**Aim of the exercise**
Each line with the word "Draw" must appear in the answer, copied from the records.

Recorded data
>>
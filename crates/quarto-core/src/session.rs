//! Per-game lifecycle of an automated player.
//!
//! A session follows one game from the player's point of view:
//!
//! ```text
//! NotStarted -> InProgress(WaitForPiece -> ChoosePlacement -> WaitForOffer
//!                          -> ChooseOffer -> CheckWin -> WaitForPiece ...)
//!            -> Won(player) | Draw
//! ```
//!
//! `Won` and `Draw` are absorbing: once reached the session never proposes
//! another move.

use crate::actions::Move;
use crate::board::PlayerId;
use crate::bot::{HeuristicPlayer, TurnDraft};
use crate::game::{GamePhase, GameState};
use rand::rngs::StdRng;
use rand::Rng;
use serde::{Deserialize, Serialize};
use tracing::debug;

/// Steps within one of our turns
#[derive(Debug, Clone, Copy, PartialEq, Eq, Serialize, Deserialize)]
pub enum TurnStep {
    /// Opponent is moving; we are waiting for the piece they hand us
    WaitForPiece,
    /// Picking a cell for the received piece
    ChoosePlacement,
    /// Placement settled, the offer is still open
    WaitForOffer,
    /// Picking the piece for the opponent
    ChooseOffer,
    /// Dry-running the move to decide on a quarto announcement
    CheckWin,
}

#[derive(Debug, Clone, Copy, PartialEq, Eq, Serialize, Deserialize)]
pub enum SessionPhase {
    NotStarted,
    InProgress(TurnStep),
    Won(PlayerId),
    Draw,
}

impl SessionPhase {
    pub fn is_terminal(&self) -> bool {
        matches!(self, SessionPhase::Won(_) | SessionPhase::Draw)
    }
}

/// One automated player's view of one game
pub struct PlayerSession<R = StdRng> {
    me: PlayerId,
    player: HeuristicPlayer<R>,
    phase: SessionPhase,
}

impl<R: Rng> PlayerSession<R> {
    pub fn new(me: PlayerId, player: HeuristicPlayer<R>) -> Self {
        Self {
            me,
            player,
            phase: SessionPhase::NotStarted,
        }
    }

    pub fn me(&self) -> PlayerId {
        self.me
    }

    pub fn phase(&self) -> SessionPhase {
        self.phase
    }

    pub fn is_finished(&self) -> bool {
        self.phase.is_terminal()
    }

    /// Enter the game. Has no effect once started.
    pub fn start(&mut self) {
        if self.phase == SessionPhase::NotStarted {
            self.phase = SessionPhase::InProgress(TurnStep::WaitForPiece);
        }
    }

    /// Record the end of the game as reported by the transport
    pub fn finish(&mut self, winner: Option<PlayerId>) {
        if self.is_finished() {
            return;
        }
        self.phase = match winner {
            Some(player) => SessionPhase::Won(player),
            None => SessionPhase::Draw,
        };
    }

    /// Feed the latest visible state. Returns the move to send when it is
    /// our turn, `None` otherwise.
    pub fn on_state(&mut self, game: &GameState) -> Option<Move> {
        if self.is_finished() {
            return None;
        }
        self.start();

        match game.phase() {
            GamePhase::Won { winner } => {
                self.finish(Some(winner));
                return None;
            }
            GamePhase::Draw => {
                self.finish(None);
                return None;
            }
            GamePhase::InProgress => {}
        }

        if game.current_player() != self.me {
            self.phase = SessionPhase::InProgress(TurnStep::WaitForPiece);
            return None;
        }

        self.play_turn(game)
    }

    fn play_turn(&mut self, game: &GameState) -> Option<Move> {
        let mut draft = TurnDraft::new(game);
        self.phase = SessionPhase::InProgress(TurnStep::WaitForPiece);

        loop {
            let SessionPhase::InProgress(step) = self.phase else {
                return None;
            };

            let next = match step {
                TurnStep::WaitForPiece => {
                    if game.piece_to_play().is_some() {
                        TurnStep::ChoosePlacement
                    } else {
                        TurnStep::WaitForOffer
                    }
                }
                TurnStep::ChoosePlacement => {
                    draft.place(&mut self.player, game)?;
                    TurnStep::WaitForOffer
                }
                TurnStep::WaitForOffer => TurnStep::ChooseOffer,
                TurnStep::ChooseOffer => {
                    draft.offer(&mut self.player);
                    TurnStep::CheckWin
                }
                TurnStep::CheckWin => {
                    let mv = draft.finish(game);
                    debug!(player = self.me, encoded = %mv.encode(), "Move chosen");
                    self.phase = SessionPhase::InProgress(TurnStep::WaitForPiece);
                    return Some(mv);
                }
            };
            self.phase = SessionPhase::InProgress(next);
        }
    }
}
<<
**Solution for this problem**
//!            -> Won(player) | Draw
//! `Won` and `Draw` are absorbing: once reached the session never proposes
    Draw,
        matches!(self, SessionPhase::Won(_) | SessionPhase::Draw)
            None => SessionPhase::Draw,
            GamePhase::Draw => {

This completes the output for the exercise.